Oh lordy, thanks for this! These guys were the beginning of some wonderful stuff- for me, Beyond the Fringe was my introduction to this melange of humor (dudley moore, peter cook, paxton whitehead...) and I still have most of that stuff memorized.... I know, I know. I need a life. And get off my lawn!

And- what flabdablet said. You have just deaded my productivity. Damn good thing I retired last year.
posted by drhydro at 12:19 PM on March 9, 2010


ZOMG I was addicted to this stuff 20 years ago. Really did have a formative effect on my admittedly warped sense of humor. About time it got some press. Milligan was a genius.

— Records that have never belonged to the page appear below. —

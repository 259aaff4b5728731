//! Browser driver abstraction.
//!
//! The engine only talks to a browser through these traits. `chromium`
//! implements them over the Chrome DevTools Protocol; [`NoopDriver`] stands in
//! when no browser is available.

pub mod chromium;
mod scripts;

use std::path::PathBuf;
use std::sync::Arc;
use std::time::Duration;

use async_trait::async_trait;
use futures::stream::BoxStream;

use crate::error::{ActionError, DriverError, DriverResult};
use crate::mime::TargetMedia;
use crate::types::{ConsoleEntry, Cookie, DocumentInfo, FetchedBody, Locator, NetworkEvent, UiAction};

/// A browser that can hand out isolated browsing contexts.
#[async_trait]
pub trait BrowserDriver: Send + Sync {
    /// The long-lived context the user's session lives in.
    async fn primary_context(&self) -> DriverResult<Arc<dyn BrowsingContext>>;
    /// A fresh, isolated context with its own cookie jar.
    async fn new_context(&self) -> DriverResult<Arc<dyn BrowsingContext>>;
    /// Number of contexts opened with `new_context` and not yet closed.
    fn auxiliary_contexts(&self) -> usize;
    async fn shutdown(&self) -> DriverResult<()>;
}

/// A cookie jar plus the pages that share it.
#[async_trait]
pub trait BrowsingContext: Send + Sync {
    fn id(&self) -> &str;
    async fn cookies(&self) -> DriverResult<Vec<Cookie>>;
    async fn add_cookies(&self, cookies: &[Cookie]) -> DriverResult<()>;
    async fn new_page(&self) -> DriverResult<Arc<dyn PageHandle>>;
    /// Pages opened in this context from now on.
    async fn subscribe_pages(&self) -> DriverResult<BoxStream<'static, Arc<dyn PageHandle>>>;
    /// Downloads started in this context from now on.
    async fn subscribe_downloads(&self) -> DriverResult<BoxStream<'static, Arc<dyn DownloadHandle>>>;
    /// Closes the context and every page in it. Idempotent.
    async fn close(&self) -> DriverResult<()>;
}

/// One tab.
#[async_trait]
pub trait PageHandle: Send + Sync {
    fn id(&self) -> &str;
    fn is_closed(&self) -> bool;
    async fn url(&self) -> DriverResult<String>;
    async fn goto(&self, url: &str, timeout: Duration) -> DriverResult<()>;
    /// Waits until the document has finished loading.
    async fn wait_for_load(&self, timeout: Duration) -> DriverResult<()>;
    async fn document_info(&self) -> DriverResult<DocumentInfo>;
    /// Fetches `url` from inside the page with the page's credentials.
    async fn fetch(&self, url: &str, timeout: Duration) -> DriverResult<FetchedBody>;
    /// Absolute URLs of anchors and embedded documents currently in the DOM.
    async fn links(&self) -> DriverResult<Vec<String>>;
    /// Concatenated text of inline scripts and inline event handlers.
    async fn inline_scripts(&self) -> DriverResult<String>;
    /// Installs a navigation hook reporting candidate URLs through `binding`.
    /// The hook survives reloads of this page.
    async fn install_hook(
        &self,
        binding: &str,
        media: &TargetMedia,
    ) -> DriverResult<BoxStream<'static, String>>;
    /// Replaces the hook callback with a no-op. The binding itself stays.
    async fn deactivate_hook(&self, binding: &str) -> DriverResult<()>;
    /// Clicks the document body, which some viewers need to start a download.
    async fn nudge(&self) -> DriverResult<()>;
    async fn subscribe_network(&self) -> DriverResult<BoxStream<'static, NetworkEvent>>;
    async fn subscribe_console(&self) -> DriverResult<BoxStream<'static, ConsoleEntry>>;
    /// Acts on the element `locator` resolves to.
    ///
    /// With `index == None` the lookup is strict: more than one match is an
    /// [`ActionError::StrictViolation`]. With `Some(i)` the i-th match is used.
    async fn perform(
        &self,
        locator: &Locator,
        index: Option<usize>,
        action: &UiAction,
    ) -> Result<(), ActionError>;
    async fn screenshot(&self) -> DriverResult<Vec<u8>>;
    async fn close(&self) -> DriverResult<()>;
}

/// A download the browser has started.
#[async_trait]
pub trait DownloadHandle: Send + Sync {
    fn url(&self) -> &str;
    fn suggested_filename(&self) -> &str;
    /// Resolves to the finished file, or [`DriverError::Timeout`].
    async fn wait_for_file(&self, timeout: Duration) -> DriverResult<PathBuf>;
}

/// A driver used when no browser can be launched. Every operation fails.
pub struct NoopDriver {
    reason: String,
}

impl NoopDriver {
    pub fn new(reason: impl Into<String>) -> Self {
        Self {
            reason: reason.into(),
        }
    }
}

impl Default for NoopDriver {
    fn default() -> Self {
        Self::new("no browser configured")
    }
}

#[async_trait]
impl BrowserDriver for NoopDriver {
    async fn primary_context(&self) -> DriverResult<Arc<dyn BrowsingContext>> {
        Err(DriverError::Unavailable(self.reason.clone()))
    }
    async fn new_context(&self) -> DriverResult<Arc<dyn BrowsingContext>> {
        Err(DriverError::Unavailable(self.reason.clone()))
    }
    fn auxiliary_contexts(&self) -> usize {
        0
    }
    async fn shutdown(&self) -> DriverResult<()> {
        Ok(())
    }
}
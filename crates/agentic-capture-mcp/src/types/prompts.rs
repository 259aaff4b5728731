//! `prompts/*` payloads.

use serde::{Deserialize, Serialize};
use serde_json::Value;

use super::tools::ToolContent;

#[derive(Debug, Clone, Serialize)]
pub struct PromptArgument {
    pub name: String,
    pub description: String,
    pub required: bool,
}

impl PromptArgument {
    pub fn required(name: &str, description: &str) -> Self {
        Self {
            name: name.to_string(),
            description: description.to_string(),
            required: true,
        }
    }

    pub fn optional(name: &str, description: &str) -> Self {
        Self {
            required: false,
            ..Self::required(name, description)
        }
    }
}

#[derive(Debug, Clone, Serialize)]
pub struct PromptDefinition {
    pub name: String,
    pub description: String,
    pub arguments: Vec<PromptArgument>,
}

#[derive(Debug, Clone, Serialize)]
pub struct PromptListResult {
    pub prompts: Vec<PromptDefinition>,
}

#[derive(Debug, Clone, Deserialize)]
pub struct PromptGetParams {
    pub name: String,
    #[serde(default)]
    pub arguments: Option<Value>,
}

#[derive(Debug, Clone, Serialize)]
pub struct PromptMessage {
    pub role: &'static str,
    pub content: ToolContent,
}

#[derive(Debug, Clone, Serialize)]
pub struct PromptGetResult {
    pub description: String,
    pub messages: Vec<PromptMessage>,
}

impl PromptGetResult {
    /// A prompt made of a single user turn.
    pub fn user(description: impl Into<String>, text: impl Into<String>) -> Self {
        Self {
            description: description.into(),
            messages: vec![PromptMessage {
                role: "user",
                content: ToolContent::Text { text: text.into() },
            }],
        }
    }
}
//! AgenticCapture: click a UI trigger in a remote browser and reliably acquire the file it produces.

pub mod actuator;
pub mod config;
pub mod console;
pub mod coordinator;
pub mod driver;
pub mod error;
pub mod mime;
pub mod patterns;
pub mod persist;
pub mod policy;
pub mod resolver;
pub mod session;
pub mod signals;
pub mod store;
pub mod types;

pub use actuator::act;
pub use config::CaptureConfig;
pub use console::ConsoleLog;
pub use coordinator::{AcquisitionCoordinator, AcquisitionRequest, Phase};
pub use driver::chromium::{find_chromium, ChromiumDriver, ChromiumOptions};
pub use driver::{BrowserDriver, BrowsingContext, DownloadHandle, NoopDriver, PageHandle};
pub use error::{ActionError, CaptureError, CaptureResult, DriverError, DriverResult, ResolveError};
pub use mime::TargetMedia;
pub use persist::PersistTarget;
pub use policy::{Strategy, StrategyPolicy};
pub use session::SessionCloner;
pub use store::{ArtifactStore, StoreEvent};
pub use types::*;
//! JSON-RPC 2.0 envelopes.
//!
//! Inbound lines are classified by the members they carry rather than by
//! trying each shape in turn. Everything the server writes is either a
//! [`JsonRpcReply`] or a [`JsonRpcNotification`].

use std::fmt;

use serde::{Deserialize, Deserializer, Serialize};
use serde_json::Value;

pub const JSONRPC_VERSION: &str = "2.0";

#[derive(Debug, Clone, PartialEq, Eq, Hash, Serialize, Deserialize)]
#[serde(untagged)]
pub enum RequestId {
    Number(i64),
    String(String),
    Null,
}

impl From<i64> for RequestId {
    fn from(n: i64) -> Self {
        RequestId::Number(n)
    }
}

impl From<&str> for RequestId {
    fn from(s: &str) -> Self {
        RequestId::String(s.to_string())
    }
}

impl fmt::Display for RequestId {
    fn fmt(&self, f: &mut fmt::Formatter<'_>) -> fmt::Result {
        match self {
            RequestId::Number(n) => write!(f, "{n}"),
            RequestId::String(s) => f.write_str(s),
            RequestId::Null => f.write_str("null"),
        }
    }
}

/// A call the server must answer.
#[derive(Debug, Clone)]
pub struct JsonRpcRequest {
    pub jsonrpc: String,
    pub id: RequestId,
    pub method: String,
    pub params: Option<Value>,
}

/// Message without an id. Sent both ways; never answered.
#[derive(Debug, Clone, Serialize)]
pub struct JsonRpcNotification {
    pub jsonrpc: String,
    pub method: String,
    #[serde(skip_serializing_if = "Option::is_none")]
    pub params: Option<Value>,
}

impl JsonRpcNotification {
    pub fn new(method: impl Into<String>, params: Option<Value>) -> Self {
        Self {
            jsonrpc: JSONRPC_VERSION.to_string(),
            method: method.into(),
            params,
        }
    }
}

/// Any inbound message.
#[derive(Debug, Clone, Deserialize)]
#[serde(try_from = "RawMessage")]
pub enum JsonRpcMessage {
    Request(JsonRpcRequest),
    Notification(JsonRpcNotification),
    /// The client answering something. This server never sends requests,
    /// so these are logged and dropped.
    Reply { id: RequestId },
}

#[derive(Deserialize)]
struct RawMessage {
    #[serde(default)]
    jsonrpc: String,
    /// `Some(RequestId::Null)` for an explicit `"id": null`, `None` when absent.
    #[serde(default, deserialize_with = "present")]
    id: Option<RequestId>,
    #[serde(default)]
    method: Option<String>,
    #[serde(default)]
    params: Option<Value>,
    #[serde(default)]
    result: Option<Value>,
    #[serde(default)]
    error: Option<Value>,
}

fn present<'de, D: Deserializer<'de>>(d: D) -> Result<Option<RequestId>, D::Error> {
    RequestId::deserialize(d).map(Some)
}

impl TryFrom<RawMessage> for JsonRpcMessage {
    type Error = String;

    fn try_from(raw: RawMessage) -> Result<Self, Self::Error> {
        match (raw.id, raw.method) {
            (Some(id), Some(method)) => Ok(JsonRpcMessage::Request(JsonRpcRequest {
                jsonrpc: raw.jsonrpc,
                id,
                method,
                params: raw.params,
            })),
            (None, Some(method)) => Ok(JsonRpcMessage::Notification(JsonRpcNotification {
                jsonrpc: raw.jsonrpc,
                method,
                params: raw.params,
            })),
            (Some(id), None) if raw.result.is_some() || raw.error.is_some() => {
                Ok(JsonRpcMessage::Reply { id })
            }
            _ => Err("message has no method and is not a reply".to_string()),
        }
    }
}

/// The server's answer to one request.
#[derive(Debug, Clone, Serialize)]
pub struct JsonRpcReply {
    pub jsonrpc: &'static str,
    pub id: RequestId,
    #[serde(flatten)]
    pub outcome: Outcome,
}

/// Serialized as a `result` or an `error` member of the reply.
#[derive(Debug, Clone, Serialize)]
#[serde(rename_all = "lowercase")]
pub enum Outcome {
    Result(Value),
    Error(ErrorObject),
}

#[derive(Debug, Clone, Serialize, Deserialize)]
pub struct ErrorObject {
    pub code: i32,
    pub message: String,
    #[serde(default, skip_serializing_if = "Option::is_none")]
    pub data: Option<Value>,
}

impl JsonRpcReply {
    pub fn success(id: RequestId, result: Value) -> Self {
        Self {
            jsonrpc: JSONRPC_VERSION,
            id,
            outcome: Outcome::Result(result),
        }
    }

    pub fn failure(id: RequestId, code: i32, message: impl Into<String>) -> Self {
        Self {
            jsonrpc: JSONRPC_VERSION,
            id,
            outcome: Outcome::Error(ErrorObject {
                code,
                message: message.into(),
                data: None,
            }),
        }
    }

    pub fn is_error(&self) -> bool {
        matches!(self.outcome, Outcome::Error(_))
    }
}

#[cfg(test)]
mod tests {
    use super::*;
    use serde_json::json;

    fn parse(value: Value) -> Result<JsonRpcMessage, serde_json::Error> {
        serde_json::from_value(value)
    }

    #[test]
    fn test_classifies_by_members() {
        let req = parse(json!({"jsonrpc": "2.0", "id": 7, "method": "ping"})).unwrap();
        assert!(matches!(req, JsonRpcMessage::Request(r) if r.id == RequestId::Number(7)));

        let note = parse(json!({"jsonrpc": "2.0", "method": "notifications/initialized"})).unwrap();
        assert!(matches!(note, JsonRpcMessage::Notification(_)));

        let reply = parse(json!({"jsonrpc": "2.0", "id": "a", "result": {}})).unwrap();
        assert!(matches!(reply, JsonRpcMessage::Reply { .. }));

        assert!(parse(json!({"jsonrpc": "2.0", "id": 1})).is_err());
    }

    #[test]
    fn test_null_id_is_a_request() {
        let msg = parse(json!({"jsonrpc": "2.0", "id": null, "method": "ping"})).unwrap();
        assert!(matches!(msg, JsonRpcMessage::Request(r) if r.id == RequestId::Null));
    }

    #[test]
    fn test_reply_has_one_outcome_member() {
        let ok = serde_json::to_value(JsonRpcReply::success(RequestId::Number(1), json!({"x": 1}))).unwrap();
        assert_eq!(ok, json!({"jsonrpc": "2.0", "id": 1, "result": {"x": 1}}));

        let err = JsonRpcReply::failure("q".into(), -32601, "Method not found: x");
        assert!(err.is_error());
        let err = serde_json::to_value(err).unwrap();
        assert_eq!(err["error"]["code"], -32601);
        assert!(err.get("result").is_none());
    }
}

If anyone is interested, his war memoirs (WWII) are bittersweet, alternately ROFLcopter-funny, and achingly sad. Well worth the read.
posted by Sportbilly at 12:57 PM on March 9, 2010


Acquired taste. Never found them funny myself
posted by A189Nut at 1:07 PM on March 9, 2010


My dad had a Goon Show LP (The dreaded batting pudding hurler of Bexhill on sea) which was in a plain brown paper sleeve. He never introduced me to them, but I found it and played it at the tender age of 10 (in 1978)... I can still remember howling with incomprehensible laughter at the funny voices and the few jokes I got (this finger is loaded, the running gag of the germans shelling them every time anyone struck a match)... Later that year he bought me the book of the Goon Show scripts. Lifelong fan...

Thanks for the post.
posted by itsjustanalias at 1:21 PM on March 9, 2010


I was an American teenager living overseas when I discovered the Goons. Spike was a wildly inventive genius. The writing was unlike anything else ever seen - or heard - before. Now my son, who is 21, has discovered the Goons and is addicted. I am proud to say he is a silly, twisted boy.
posted by jleisek at 1:47 PM on March 9, 2010


"Do you play the saxaphone?"

"Only during the mating season!"

Thanks!!
posted by sneebler at 2:54 PM on March 9, 2010


Watch out Moriarty!

Thanks very much for this; I've heard about The Goon Show for years, but never experienced it myself... until now.
posted by languagehat at 3:13 PM on March 9, 2010


"You're looking well, Spike."
"No I'm not. I've been dead for years and nobody's noticed."
posted by ovvl at 4:23 PM on March 9, 2010


Wonderful post. My favorite Goon line (of hundreds) comes from a 1955 show called Napoleon's Piano, when the boys are lost at sea (i.e., floating on a piano in the English Channel):

Bloodnok:
Great galloping crabs! Look in the sky.

[sound effects: Helicopter]

Bloodnok:
It's a recording of a helicopter. Saved!
posted by LeLiLo at 7:21 PM on March 9, 2010


Fantastic, thanks!

Back in college I led a troupe of radio drama players. We performed live on the campus FM radio show, mostly from scripts from BBC Radio series. Hitchhikers Guide, naturally, and the Lord of the Rings, and a six hour adaptation of The Hobbit I wrote. But the most fun I had was the two semesters we spent doing the Goon Show.